Se, de um lado, não podiam contar com Dilma para isso, de outro, encontraram um prato cheio: Eduardo Cunha, Michel Temer e Eliseu Padilha dispostos, cada um com seus motivos, a dar espaço a essa relação utilitária dos deputados com a política. Cunha precisava ser absolvido na Comissão de Ética – onde é acusado de envolvimento com desvios milionários da Petrobras e ocultação derecursos em contas na Suíça. Em troca da absolvição, aceitou abrir o processo de impeachment contra a presidenta. Michel Temer, por sua vez, guiado pelo desejo de ser presidente, mas certo de que não conseguiria isso através dos votos, era o instrumento que mais facilmente constituiria a ponte da oposição para chegar à destruição do PT e para promover sua saída do governo. Eliseu Padilha, finalmente, alçado por Temer à posição de articulador político do governo, tinha o mapa de todos os cargos do governo nas mãos: era o “El Dorado” para os partidos fisiológicos. Se não conseguiam negociar um cargo com Dilma, com Padilha levavam até mais do que pediam.

Cunha, Temer e Padilha são a expressão do fisiologismo na política e estão em consonância com os parlamentares que compõe a atual legislatura. Nesse momento prosperam justamente graças a isso.

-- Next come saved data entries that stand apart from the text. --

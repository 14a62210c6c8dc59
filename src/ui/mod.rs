//! UI module for rendering the TUI

mod auth;
mod components;
mod dashboard;
mod forms;
mod layout;
mod splash;

use crate::app::App;
use crate::state::View;
use components::{render_notification, render_success_dialog};
use ratatui::Frame;

/// Main draw function
pub fn draw(frame: &mut Frame, app: &App) {
    let area = frame.area();

    if let View::Splash = app.state.current_view {
        if let Some(splash_state) = &app.splash_state {
            splash::draw(frame, area, splash_state);
        }
        return;
    }

    let (header_area, main_area, status_area) = layout::create_layout(area);
    layout::draw_header(frame, header_area, app);

    match app.state.current_view {
        View::Auth => auth::draw(frame, main_area, app),
        View::Dashboard => dashboard::draw(frame, main_area, app),
        View::Splash => {}
    }

    layout::draw_status_bar(frame, status_area, app);

    // Overlays
    if let Some(message) = &app.state.success_modal {
        render_success_dialog(frame, message);
    }
    if let Some(notification) = &app.state.notification {
        render_notification(frame, notification);
    }
}
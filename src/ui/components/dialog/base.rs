//! Base dialog component

use ratatui::{
    layout::Rect,
    style::{Color, Modifier, Style},
    text::{Line, Span},
    widgets::{Block, Borders, Clear, Paragraph},
    Frame,
};

/// Configuration for rendering a dialog
pub struct DialogConfig<'a> {
    /// Dialog title
    pub title: &'a str,
    /// Title color
    pub title_color: Color,
    /// Border color
    pub border_color: Color,
    /// Message content (can be multi-line with \n)
    pub message: &'a str,
    /// Hint text shown at the bottom
    pub hint: Option<Vec<Span<'a>>>,
    /// Maximum width of the dialog
    pub max_width: u16,
}

/// Render a centered dialog overlay
pub fn render_dialog(frame: &mut Frame, config: DialogConfig) {
    let area = frame.area();
    let padding = 4u16; // 2 chars padding on each side
    let max_width = config.max_width.min(area.width);
    let max_line_width = max_width.saturating_sub(padding + 2).max(1) as usize;

    let wrapped_lines = wrap_text(config.message, max_line_width);
    let line_count = wrapped_lines.len() as u16;

    let hint_width = config
        .hint
        .as_ref()
        .map(|spans| spans.iter().map(|s| s.content.chars().count()).sum())
        .unwrap_or(0);
    let content_width = wrapped_lines
        .iter()
        .map(|l| l.chars().count())
        .chain([config.title.chars().count(), hint_width])
        .max()
        .unwrap_or(0) as u16;
    let dialog_width = (content_width + padding + 2).min(max_width); // +2 for borders

    // Height: title + blank + message lines + blank + hint + borders
    let hint_lines = if config.hint.is_some() { 2 } else { 0 };
    let dialog_height = (2 + line_count + hint_lines + 2).max(5).min(area.height);

    let dialog_area = Rect {
        x: area.x + (area.width.saturating_sub(dialog_width)) / 2,
        y: area.y + (area.height.saturating_sub(dialog_height)) / 2,
        width: dialog_width,
        height: dialog_height,
    };

    // Clear the area behind the dialog
    frame.render_widget(Clear, dialog_area);

    let mut content = vec![
        Line::from(Span::styled(
            config.title,
            Style::default()
                .fg(config.title_color)
                .add_modifier(Modifier::BOLD),
        )),
        Line::from(""),
    ];
    content.extend(wrapped_lines.into_iter().map(Line::from));

    if let Some(hint_spans) = config.hint {
        content.push(Line::from(""));
        content.push(Line::from(hint_spans));
    }

    let dialog = Paragraph::new(content)
        .block(
            Block::default()
                .borders(Borders::ALL)
                .border_style(Style::default().fg(config.border_color))
                .style(Style::default().bg(Color::Black)),
        )
        .style(Style::default().bg(Color::Black));

    frame.render_widget(dialog, dialog_area);
}

/// Wrap text to fit within a maximum width
fn wrap_text(text: &str, max_width: usize) -> Vec<String> {
    let mut lines = Vec::new();

    for paragraph in text.split('\n') {
        if paragraph.is_empty() {
            lines.push(String::new());
            continue;
        }

        let mut current_line = String::new();
        for word in paragraph.split_whitespace() {
            let current_width = current_line.chars().count();
            if current_width + word.chars().count() + 1 > max_width && !current_line.is_empty() {
                lines.push(std::mem::take(&mut current_line));
            }
            if !current_line.is_empty() {
                current_line.push(' ');
            }
            current_line.push_str(word);
        }
        if !current_line.is_empty() {
            lines.push(current_line);
        }
    }

    if lines.is_empty() {
        lines.push(String::new());
    }

    lines
}
//! Slide animation between the login and register panels

use std::time::{Duration, Instant};

/// Columns the panels travel during the slide
pub const SLIDE_DISTANCE: f32 = 20.0;

/// Which credential panel is in front
#[derive(Debug, Clone, Copy, PartialEq, Eq, Default)]
pub enum AuthView {
    #[default]
    Login,
    Register,
}

impl AuthView {
    pub fn toggled(self) -> Self {
        match self {
            Self::Login => Self::Register,
            Self::Register => Self::Login,
        }
    }

    pub fn title(self) -> &'static str {
        match self {
            Self::Login => "Sign In",
            Self::Register => "Sign Up",
        }
    }
}

/// Eased horizontal slide toward `target`
#[derive(Debug, Clone, PartialEq)]
pub struct SlideTransition {
    pub target: AuthView,
    pub started_at: Instant,
}

impl SlideTransition {
    /// Pause before the panel starts moving
    const DELAY: Duration = Duration::from_millis(300);
    /// Duration of the movement itself
    const DURATION: Duration = Duration::from_millis(500);

    pub fn new(target: AuthView, now: Instant) -> Self {
        Self {
            target,
            started_at: now,
        }
    }

    /// Eased progress in 0.0..=1.0 after `elapsed`
    pub fn progress_at(elapsed: Duration) -> f32 {
        if elapsed <= Self::DELAY {
            return 0.0;
        }
        let moving = elapsed - Self::DELAY;
        if moving >= Self::DURATION {
            return 1.0;
        }
        simple_easing::quad_out(moving.as_secs_f32() / Self::DURATION.as_secs_f32())
    }

    pub fn progress(&self, now: Instant) -> f32 {
        Self::progress_at(now.saturating_duration_since(self.started_at))
    }

    pub fn is_complete(&self, now: Instant) -> bool {
        now.saturating_duration_since(self.started_at) >= Self::DELAY + Self::DURATION
    }

    /// Horizontal offset of the incoming panel; it slides in from the
    /// right when moving to register and from the left otherwise
    pub fn offset(&self, now: Instant) -> i16 {
        let remaining = (1.0 - self.progress(now)) * SLIDE_DISTANCE;
        match self.target {
            AuthView::Register => remaining.round() as i16,
            AuthView::Login => -(remaining.round() as i16),
        }
    }
}

#[cfg(test)]
mod tests {
    use super::*;

    #[test]
    fn test_progress_waits_for_delay() {
        assert_eq!(SlideTransition::progress_at(Duration::ZERO), 0.0);
        assert_eq!(
            SlideTransition::progress_at(Duration::from_millis(300)),
            0.0
        );
    }

    #[test]
    fn test_progress_is_monotonic_and_ends_at_one() {
        let mut last = 0.0;
        for ms in (300..=800).step_by(50) {
            let p = SlideTransition::progress_at(Duration::from_millis(ms));
            assert!(p >= last, "progress went backwards at {ms}ms");
            last = p;
        }
        assert_eq!(last, 1.0);
        assert_eq!(SlideTransition::progress_at(Duration::from_secs(5)), 1.0);
    }

    #[test]
    fn test_quad_out_front_loads_motion() {
        let halfway = SlideTransition::progress_at(Duration::from_millis(550));
        assert!(halfway > 0.5);
    }

    #[test]
    fn test_offset_direction_follows_target() {
        let start = Instant::now();
        let to_register = SlideTransition::new(AuthView::Register, start);
        let to_login = SlideTransition::new(AuthView::Login, start);
        assert_eq!(to_register.offset(start), 20);
        assert_eq!(to_login.offset(start), -20);

        let done = start + Duration::from_millis(800);
        assert_eq!(to_register.offset(done), 0);
        assert!(to_register.is_complete(done));
        assert!(!to_register.is_complete(start + Duration::from_millis(799)));
    }

    #[test]
    fn test_toggled() {
        assert_eq!(AuthView::Login.toggled(), AuthView::Register);
        assert_eq!(AuthView::Register.toggled(), AuthView::Login);
        assert_eq!(AuthView::default(), AuthView::Login);
    }
}
//! Form rendering module
//!
//! - `field_renderer`: boxed inputs with validation feedback
//! - `action_row`: submit and social-provider buttons
//! - `login_form` / `register_form`: the two credential panels

mod action_row;
mod field_renderer;
mod login_form;
mod register_form;

pub use login_form::draw_login;
pub use register_form::draw_register;
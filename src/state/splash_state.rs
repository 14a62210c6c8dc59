//! Splash screen animation state

use std::time::{Duration, Instant};

/// Animation phase for splash screen
#[derive(Debug, Clone, Copy, PartialEq, Eq)]
pub enum SplashPhase {
    /// Static logo display
    Display,
    /// Logo animating upward
    ScrollUp,
    /// Animation finished
    Complete,
}

/// Splash screen animation state
#[derive(Debug)]
pub struct SplashState {
    /// When the splash started
    pub start_time: Instant,
    /// Current animation phase
    pub phase: SplashPhase,
    /// Current vertical offset (for scroll animation)
    pub scroll_offset: f32,
}

impl SplashState {
    /// Display duration before animation starts
    const DISPLAY_DURATION: Duration = Duration::from_millis(1300);
    /// Duration of scroll-up animation
    const ANIMATION_DURATION: Duration = Duration::from_millis(800);

    pub fn new(start_time: Instant) -> Self {
        Self {
            start_time,
            phase: SplashPhase::Display,
            scroll_offset: 0.0,
        }
    }

    /// Phase and scroll offset after `elapsed` on a terminal `height` rows tall
    pub fn phase_at(elapsed: Duration, height: u16) -> (SplashPhase, f32) {
        if elapsed < Self::DISPLAY_DURATION {
            (SplashPhase::Display, 0.0)
        } else if elapsed < Self::DISPLAY_DURATION + Self::ANIMATION_DURATION {
            let animation_elapsed = elapsed - Self::DISPLAY_DURATION;
            let progress =
                animation_elapsed.as_secs_f32() / Self::ANIMATION_DURATION.as_secs_f32();
            // Cubic ease-out, scrolled fully off the top
            let eased = simple_easing::cubic_out(progress);
            (SplashPhase::ScrollUp, eased * height as f32)
        } else {
            (SplashPhase::Complete, height as f32)
        }
    }

    /// Update animation state based on elapsed time
    pub fn update(&mut self, now: Instant, terminal_height: u16) {
        if self.is_complete() {
            return;
        }
        let elapsed = now.saturating_duration_since(self.start_time);
        let (phase, offset) = Self::phase_at(elapsed, terminal_height);
        self.phase = phase;
        self.scroll_offset = offset;
    }

    /// Skip to completion (user pressed a key)
    pub fn skip(&mut self) {
        self.phase = SplashPhase::Complete;
    }

    /// Check if animation is complete
    pub fn is_complete(&self) -> bool {
        self.phase == SplashPhase::Complete
    }
}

Os votos obtidos na tribuna, que deveriam votar “sim” ou “não” ao relatório que orientava a admissibilidade do processo contra Dilma por crime de responsabilidade, não deixaram dúvidas sobre esse caráter fisiológico dos parlamentares. Ao votar, justificavam: “sim pela minha família”, “sim pelo meu grupão de amigos de Uberlândia”, “sim pela minha mulher, pelos meus filhos”, “sim pelo aniversário de minha mãe”, “sim pela minha cidade”. Votaram para atelevisão, para os holofotes, não para julgar se um crime de responsabilidade foi cometido pela presidenta. Temos a clareza de que não trataram do assunto porque não houve crime. Esse processo trata-se de uma farsa, de um golpe.
A derrota da democracia para os interesses pessoais, nessa primeira batalha, revela uma crise desse sistema político fisiológico. Revela que o presidencialismo de coalizão não é a saída.

O caminho, como muitos defendem, é pela esquerda. É governar para a base social e dialogar com ela.

O saldo desse processo para os movimentos de esquerda também aponta nesse sentido. Apesar das inúmeras divergências ideológicas, de projeto político e de método, a esquerda mostrou uma capacidade de se unificar que pode ser decisiva para conter o golpe. A criação de comitês e frentes democráticas ao redor do país – que unem não só a já existente militância da esquerda como novos setores da sociedade –registrou a resistência popular ao processo, e pode ser a pedra final no sapato dos golpistas.

Ainda há muita luta a ser feita. Resistiremos até o fim. Não vai ter golpe!